A robot assistant given the high-level instruction "Put a plate of toast on the table" must infer many steps, from finding a knife to operating a toaster. We are creating the first large-scale dataset of simulated plans including cooking, cleaning, and tidying in interactive home environments (i.e., requiring navigation, pick-and-place, toggling appliances, and opening/closing), where each plan is annotated with high- and low-level language instructions. The agent uses low-level language instructions like "Walk forward to the counter, turn to your left and get the knife from the second drawer" to build hierarchical planning models that infer actions directly from high-level commands.

Stefanos Nikolaidis, University of Southern California.

Learning Collaborative Action Plans from YouTube Videos

People often watch videos on the web to learn how to cook new recipes, assemble furniture or repair a computer. Our wish is to enable robots with the very same capability. I will present a framework for learning and executing individual and collaborative actions from full-length, unconstrained videos on the web. The framework leverages the temporal and spatial information that hands provide about tools, actions and manipulated objects.
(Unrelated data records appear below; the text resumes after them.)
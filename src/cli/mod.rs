//! CLI argument parsing
//!
//! Defines command-line interface using clap.

use clap::{Parser, Subcommand};

/// Skip-aware test execution engine
#[derive(Parser, Debug)]
#[command(name = "skipaware")]
#[command(author = "hephaex@gmail.com")]
#[command(version)]
#[command(about = "Run test suites with generative tests, tag selection and post-mortem debugging")]
#[command(long_about = None)]
pub struct Args {
    #[command(subcommand)]
    pub command: Command,

    /// Configuration file (searched in standard locations when omitted)
    #[arg(short, long, global = true)]
    pub config: Option<String>,

    /// Log level (error, warn, info, debug, trace)
    #[arg(long, global = true)]
    pub log_level: Option<String>,
}

#[derive(Subcommand, Debug)]
pub enum Command {
    /// Run the built-in suites
    Run(RunArgs),

    /// List suites and their cases
    List(ListArgs),

    /// Inspect or clear the restart ledger
    Ledger(LedgerArgs),

    /// View stored runs
    Results(ResultsArgs),

    /// Manage configuration
    Config(ConfigArgs),
}

/// Arguments for run command
#[derive(Parser, Debug)]
pub struct RunArgs {
    /// Increase verbosity
    #[arg(short, long, action = clap::ArgAction::Count, conflicts_with = "quiet")]
    pub verbose: u8,

    /// Only print the final report
    #[arg(short, long)]
    pub quiet: bool,

    /// Stop on first failure or error
    #[arg(short = 'x', long = "exitfirst")]
    pub exit_first: bool,

    /// Offer post-mortem debugging of failures after the run
    #[arg(long)]
    pub pdb: bool,

    /// Only run cases whose tags match this expression
    #[arg(short = 'm', long = "match")]
    pub tag_match: Option<String>,

    /// Only run cases or named sub-tests containing this text
    #[arg(short = 'k', long)]
    pub pattern: Option<String>,

    /// Skip cases that succeeded in the previous exit-first run
    #[arg(short, long)]
    pub restart: bool,

    /// Restart ledger location
    #[arg(long)]
    pub restart_file: Option<String>,

    /// Run profile (ci, debug, quick or one from the config file)
    #[arg(short, long)]
    pub profile: Option<String>,

    /// Suites to run (all when omitted)
    #[arg(short, long, value_delimiter = ',')]
    pub suite: Vec<String>,

    /// Report format (text, json, json-pretty, summary)
    #[arg(short, long)]
    pub format: Option<String>,

    /// Export the run to a file (.json or .csv)
    #[arg(short, long)]
    pub export: Option<String>,

    /// Store the run in the results directory
    #[arg(long)]
    pub save: bool,

    /// Disable colored status line
    #[arg(long)]
    pub no_color: bool,
}

/// Arguments for list command
#[derive(Parser, Debug)]
pub struct ListArgs {
    /// Show tags and descriptions
    #[arg(short, long)]
    pub detailed: bool,

    /// Only list cases whose tags match this expression
    #[arg(short = 'm', long = "match")]
    pub tag_match: Option<String>,
}

/// Arguments for ledger command
#[derive(Parser, Debug)]
pub struct LedgerArgs {
    #[command(subcommand)]
    pub action: LedgerAction,

    /// Restart ledger location
    #[arg(long, global = true)]
    pub restart_file: Option<String>,
}

#[derive(Subcommand, Debug)]
pub enum LedgerAction {
    /// Print recorded case ids
    Show,

    /// Remove the ledger file
    Clear,
}

/// Arguments for results command
#[derive(Parser, Debug)]
pub struct ResultsArgs {
    /// Show the most recent run in full
    #[arg(short, long)]
    pub latest: bool,

    /// Show a specific run
    #[arg(long)]
    pub id: Option<String>,

    /// Output format (text, json)
    #[arg(short, long, default_value = "text")]
    pub format: String,

    /// Export the selected run to a file (.json or .csv)
    #[arg(short, long)]
    pub export: Option<String>,
}

/// Arguments for config command
#[derive(Parser, Debug)]
pub struct ConfigArgs {
    #[command(subcommand)]
    pub action: ConfigAction,
}

#[derive(Subcommand, Debug)]
pub enum ConfigAction {
    /// Write an example configuration file
    Init {
        /// Output path
        #[arg(short, long, default_value = "./skipaware.yaml")]
        output: String,

        /// Overwrite an existing file
        #[arg(long)]
        force: bool,
    },

    /// Show the effective configuration
    Show {
        /// Show environment variable overrides instead
        #[arg(long)]
        env: bool,

        /// Output format (yaml, json)
        #[arg(short, long, default_value = "yaml")]
        format: String,
    },

    /// Validate a configuration file
    Validate {
        /// File to validate (standard locations when omitted)
        file: Option<String>,
    },

    /// List run profiles
    Profiles {
        /// Show every field
        #[arg(short, long)]
        detailed: bool,
    },

    /// Describe the SKIPAWARE_* environment variables
    Env,
}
I will then show how the actions performed by two humans in a cooking task are reproduced by two robotic arms using our open-sourced platform for robotic manipulation and I will address current challenges and opportunities.
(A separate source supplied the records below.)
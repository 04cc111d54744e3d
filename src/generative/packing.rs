//! Parameter packing for generative sub-tests
//!
//! Positional values come first, then at most one star-args marker, then at
//! most one keywords marker. Nothing may follow a marker except the
//! keywords marker after star-args.

use serde_json::Value;
use std::collections::BTreeMap;
use thiserror::Error;

/// One parameter produced alongside a sub-test callable
#[derive(Clone, Debug, PartialEq)]
pub enum Param {
    /// A plain positional value
    Value(Value),
    /// Variadic positional values, appended after the plain ones
    StarArgs(Vec<Value>),
    /// Keyword arguments
    Keywords(BTreeMap<String, Value>),
}

/// Malformed parameter sequence in a generative test
#[derive(Debug, Clone, PartialEq, Eq, Error)]
pub enum PackingViolation {
    #[error("found star-args after keywords at parameter {index}")]
    StarArgsAfterKeywords { index: usize },

    #[error("got multiple keywords parameters at parameter {index}")]
    MultipleKeywords { index: usize },

    #[error("found positional parameter {index} after star-args or keywords")]
    PositionalAfterMarker { index: usize },
}

/// Unpacked arguments for one sub-test call
#[derive(Clone, Debug, Default, PartialEq)]
pub struct Params {
    pub args: Vec<Value>,
    pub kwargs: BTreeMap<String, Value>,
}

const STAR_ARGS: u8 = 0b01;
const KEYWORDS: u8 = 0b10;

/// Split a parameter sequence into positional and keyword arguments
pub fn parse_generative_args(params: &[Param]) -> Result<Params, PackingViolation> {
    let mut parsed = Params::default();
    let mut flags = 0u8;

    for (index, param) in params.iter().enumerate() {
        match param {
            Param::StarArgs(values) => {
                if flags != 0 {
                    return Err(PackingViolation::StarArgsAfterKeywords { index });
                }
                flags |= STAR_ARGS;
                parsed.args.extend(values.iter().cloned());
            }
            Param::Keywords(kwargs) => {
                if flags & KEYWORDS != 0 {
                    return Err(PackingViolation::MultipleKeywords { index });
                }
                flags |= KEYWORDS;
                parsed.kwargs = kwargs.clone();
            }
            Param::Value(_) if flags != 0 => {
                return Err(PackingViolation::PositionalAfterMarker { index });
            }
            Param::Value(value) => parsed.args.push(value.clone()),
        }
    }

    Ok(parsed)
}
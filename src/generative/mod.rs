//! Generative tests
//!
//! A generative body returns a lazy [`Producer`] of [`Yield`] items. Each
//! item names a sub-test callable and its parameters; the engine unpacks it
//! into a [`SubTest`] and runs it before pulling the next item.
//!
//! ```ignore
//! class.generative("test_parse", |_| {
//!     Ok(producer((1..=3).map(|n| Yield::call(check_parse).arg(n))))
//! })
//! ```

mod packing;

pub use packing::{parse_generative_args, PackingViolation, Param, Params};

use serde::de::DeserializeOwned;
use serde_json::Value;
use std::fmt;
use std::rc::Rc;

use crate::executor::Cx;
use crate::models::{Signal, StepResult};

/// Sub-test callable
pub type SubTestFn = Rc<dyn Fn(&mut Cx<'_>, &Params) -> StepResult>;

/// Lazy sequence of sub-test items; an `Err` item ends the sequence
pub type Producer = Box<dyn Iterator<Item = Result<Yield, Signal>>>;

/// Wrap an infallible iterator of items into a producer
pub fn producer<I>(items: I) -> Producer
where
    I: IntoIterator<Item = Yield>,
    I::IntoIter: 'static,
{
    Box::new(items.into_iter().map(Ok))
}

/// Wrap an iterator whose items may fail between yields
pub fn try_producer<I>(items: I) -> Producer
where
    I: IntoIterator<Item = Result<Yield, Signal>>,
    I::IntoIter: 'static,
{
    Box::new(items.into_iter())
}

/// One item produced by a generative body
#[derive(Clone)]
pub struct Yield {
    name: Option<String>,
    func: SubTestFn,
    params: Vec<Param>,
}

impl Yield {
    /// Zero-argument call of `func`; add parameters with the builder methods
    pub fn call<F>(func: F) -> Self
    where
        F: Fn(&mut Cx<'_>, &Params) -> StepResult + 'static,
    {
        Self {
            name: None,
            func: Rc::new(func),
            params: Vec::new(),
        }
    }

    /// Call sharing an existing callable
    pub fn call_shared(func: &SubTestFn) -> Self {
        Self {
            name: None,
            func: Rc::clone(func),
            params: Vec::new(),
        }
    }

    /// Named item; the name replaces the case description while it runs
    pub fn named<F>(name: impl Into<String>, func: F) -> Self
    where
        F: Fn(&mut Cx<'_>, &Params) -> StepResult + 'static,
    {
        Self::call(func).with_name(name)
    }

    pub fn with_name(mut self, name: impl Into<String>) -> Self {
        self.name = Some(name.into());
        self
    }

    /// Append a positional value
    pub fn arg(mut self, value: impl Into<Value>) -> Self {
        self.params.push(Param::Value(value.into()));
        self
    }

    /// Append a star-args marker
    pub fn star_args<I, V>(mut self, values: I) -> Self
    where
        I: IntoIterator<Item = V>,
        V: Into<Value>,
    {
        self.params
            .push(Param::StarArgs(values.into_iter().map(Into::into).collect()));
        self
    }

    /// Append a keywords marker
    pub fn keywords<I, K, V>(mut self, pairs: I) -> Self
    where
        I: IntoIterator<Item = (K, V)>,
        K: Into<String>,
        V: Into<Value>,
    {
        self.params.push(Param::Keywords(
            pairs
                .into_iter()
                .map(|(k, v)| (k.into(), v.into()))
                .collect(),
        ));
        self
    }

    /// Append a raw parameter, markers included
    pub fn param(mut self, param: Param) -> Self {
        self.params.push(param);
        self
    }

    pub fn name(&self) -> Option<&str> {
        self.name.as_deref()
    }

    /// Unpack into a runnable sub-test
    pub fn into_subtest(self) -> Result<SubTest, PackingViolation> {
        let params = parse_generative_args(&self.params)?;
        Ok(SubTest {
            name: self.name,
            func: self.func,
            params,
        })
    }
}

impl fmt::Debug for Yield {
    fn fmt(&self, f: &mut fmt::Formatter<'_>) -> fmt::Result {
        f.debug_struct("Yield")
            .field("name", &self.name)
            .field("params", &self.params)
            .finish()
    }
}

/// Unpacked sub-test descriptor
#[derive(Clone)]
pub struct SubTest {
    pub name: Option<String>,
    pub func: SubTestFn,
    pub params: Params,
}

impl SubTest {
    pub fn call(&self, cx: &mut Cx<'_>) -> StepResult {
        (self.func)(cx, &self.params)
    }
}

impl fmt::Debug for SubTest {
    fn fmt(&self, f: &mut fmt::Formatter<'_>) -> fmt::Result {
        f.debug_struct("SubTest")
            .field("name", &self.name)
            .field("params", &self.params)
            .finish()
    }
}

impl Params {
    /// Positional argument `index`, deserialized
    #[track_caller]
    pub fn arg<T: DeserializeOwned>(&self, index: usize) -> Result<T, Signal> {
        let value = self
            .args
            .get(index)
            .ok_or_else(|| Signal::error(format!("missing positional argument {index}")))?;
        serde_json::from_value(value.clone())
            .map_err(|e| Signal::error(format!("positional argument {index}: {e}")))
    }

    /// Keyword argument `name`, deserialized; `None` when absent
    #[track_caller]
    pub fn kwarg<T: DeserializeOwned>(&self, name: &str) -> Result<Option<T>, Signal> {
        match self.kwargs.get(name) {
            None => Ok(None),
            Some(value) => serde_json::from_value(value.clone())
                .map(Some)
                .map_err(|e| Signal::error(format!("keyword argument '{name}': {e}"))),
        }
    }

    pub fn len(&self) -> usize {
        self.args.len()
    }

    pub fn is_empty(&self) -> bool {
        self.args.is_empty() && self.kwargs.is_empty()
    }
}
Georg von Wichert, Siemens.

Top-down and bottom-up: Formal representations of things and procedures in autonomous systems

Classical automation is good for mass production, but currently the world of production is massively changing. Ever shorter product life cycles and low-volume/high-mix production require unprecedented flexibility and versatility of production equipment. We therefore intend to create autonomous automation systems, that can adapt to changing products and production volumes without human intervention based on formal specifications of the products to be manufactured and the capabilities of the production systems used. In this setup, the expressiveness of the state and action representations is crucial. We need both, abstract, symbolic representations (for scalability) and subsymbolic representations (for everything related to performance) applied and exploited in a consistent manner. In this talk we will show our approach to do this and present some real world examples.
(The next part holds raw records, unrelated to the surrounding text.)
//! skipaware - skip-aware test execution engine
//!
//! Runs test cases through setup, body and teardown, classifies each
//! outcome as pass, fail, error or skip, and reports it to a
//! [`results::ResultCollector`].
//!
//! ## Features
//!
//! - Generative tests: one method expands into a lazy family of sub-tests
//! - Tag expressions (`slow and not db`) for selection
//! - Filtered tracebacks and one post-mortem debugging session per failure
//! - Restart ledger so a stop-on-first-failure run can resume
//!
//! ## Usage
//!
//! ```ignore
//! use skipaware::assertions::ensure_eq;
//! use skipaware::executor::Runner;
//! use skipaware::models::{RunOptions, TestClass};
//! use skipaware::results::ResultCollector;
//!
//! let class = TestClass::new("calc", "AddTC");
//! let mut cases = vec![class.case("test_add", |_| ensure_eq(1 + 1, 2))];
//!
//! let options = RunOptions::new();
//! let mut result = ResultCollector::new(&options);
//! let summary = Runner::new(options).run_all(&mut cases, &mut result, None)?;
//! assert!(summary.was_successful());
//! ```

pub mod assertions;
pub mod cli;
pub mod config;
pub mod executor;
pub mod generative;
pub mod models;
pub mod output;
pub mod results;
pub mod suites;
pub mod tags;
pub mod utils;
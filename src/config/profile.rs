//! Run profiles
//!
//! Named presets of selection and run switches, picked with `--profile`.

use serde::{Deserialize, Serialize};

use crate::models::{RunOptions, Verbosity};
use crate::tags::{TagExpr, TagExprError};

/// Named set of run switches; unset fields leave the options untouched
#[derive(Clone, Debug, Default, PartialEq, Serialize, Deserialize)]
pub struct RunProfile {
    /// Profile name
    pub name: String,
    /// Profile description
    #[serde(default)]
    pub description: String,
    /// Tag expression selecting cases
    #[serde(default)]
    pub tag_match: Option<String>,
    /// Substring selecting cases or named sub-tests
    #[serde(default)]
    pub pattern: Option<String>,
    #[serde(default)]
    pub exit_first: Option<bool>,
    #[serde(default)]
    pub pdb: Option<bool>,
    #[serde(default)]
    pub verbosity: Option<Verbosity>,
}

impl RunProfile {
    pub fn new(name: impl Into<String>) -> Self {
        Self {
            name: name.into(),
            ..Default::default()
        }
    }

    /// Stop at the first problem, quietly
    pub fn ci() -> Self {
        Self {
            name: "ci".to_string(),
            description: "Stop at the first failure with minimal output".to_string(),
            exit_first: Some(true),
            verbosity: Some(Verbosity::Quiet),
            ..Default::default()
        }
    }

    /// Verbose output with post-mortem debugging
    pub fn debug() -> Self {
        Self {
            name: "debug".to_string(),
            description: "Verbose tracebacks and post-mortem debugging".to_string(),
            pdb: Some(true),
            verbosity: Some(Verbosity::Verbose),
            ..Default::default()
        }
    }

    /// Only cases not tagged `slow`
    pub fn quick() -> Self {
        Self {
            name: "quick".to_string(),
            description: "Skip cases tagged slow".to_string(),
            tag_match: Some("not slow".to_string()),
            ..Default::default()
        }
    }

    /// Profiles available without a config file
    pub fn builtin() -> Vec<Self> {
        vec![Self::ci(), Self::debug(), Self::quick()]
    }

    /// Check the tag expression compiles
    pub fn validate(&self) -> Result<(), TagExprError> {
        if let Some(expr) = &self.tag_match {
            TagExpr::parse(expr)?;
        }
        Ok(())
    }

    /// Apply the set fields over `options`
    pub fn apply(&self, mut options: RunOptions) -> RunOptions {
        if let Some(expr) = &self.tag_match {
            options.tag_match = Some(expr.clone());
        }
        if let Some(pattern) = &self.pattern {
            options.pattern = Some(pattern.clone());
        }
        if let Some(exit_first) = self.exit_first {
            options.exit_first = exit_first;
        }
        if let Some(pdb) = self.pdb {
            options.pdb_mode = pdb;
        }
        if let Some(verbosity) = self.verbosity {
            options.verbosity = verbosity;
        }
        options
    }
}

#[cfg(test)]
mod tests {
    use super::*;

    #[test]
    fn test_builtin_profiles() {
        let names: Vec<String> = RunProfile::builtin().into_iter().map(|p| p.name).collect();
        assert_eq!(names, vec!["ci", "debug", "quick"]);
        assert!(RunProfile::builtin().iter().all(|p| p.validate().is_ok()));
    }

    #[test]
    fn test_apply_only_set_fields() {
        let base = RunOptions::new().with_pattern("parse").pdb_mode(true);
        let options = RunProfile::ci().apply(base);

        assert!(options.exit_first);
        assert_eq!(options.verbosity, Verbosity::Quiet);
        assert_eq!(options.pattern.as_deref(), Some("parse"));
        assert!(options.pdb_mode);
    }

    #[test]
    fn test_validate_rejects_bad_expression() {
        let profile = RunProfile {
            tag_match: Some("slow and".to_string()),
            ..RunProfile::new("broken")
        };
        assert!(profile.validate().is_err());
    }
}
Joseph Lim, University of Southern California.

Towards Solving Complex Physical Tasks Via Learning Methods

Many robotics tasks, even seemingly simple procedural tasks like assembly and cleaning, require a continuous cycle of planning, learning, adapting and executing of diverse skills and sub-tasks. It is thus hard to scale and generalize learning agents and hard-programed agents to long-horizon complex tasks. To this end, my research is about enabling autonomous agents to perform long-horizon, complex physical tasks. More specifically, I propose a hybrid paradigm that augments classic rule-based methods (program) with the flexibility of learning-based approaches. The key insights are that the program representation enforces an explicit split between the hierarchical subtask structure of any long-horizon task and the exact execution of each of the subskills, and hence learning methods can focus on elemental components, such as skill acquisition, program inference, and task execution, rather than learning everything end-to-end. When combined with recent learning methods, such as deep reinforcement learning and meta-learning, our approach can generate flexible and interpretable long-horizon plans, and adaptively follow these plans using a set of learned subskills. In this talk, I will talk about three layers on my work: (1) learning to infer a program, (2) developing learning methods for skill acquisition and generalization, and (3) learning to execute a program-guided task.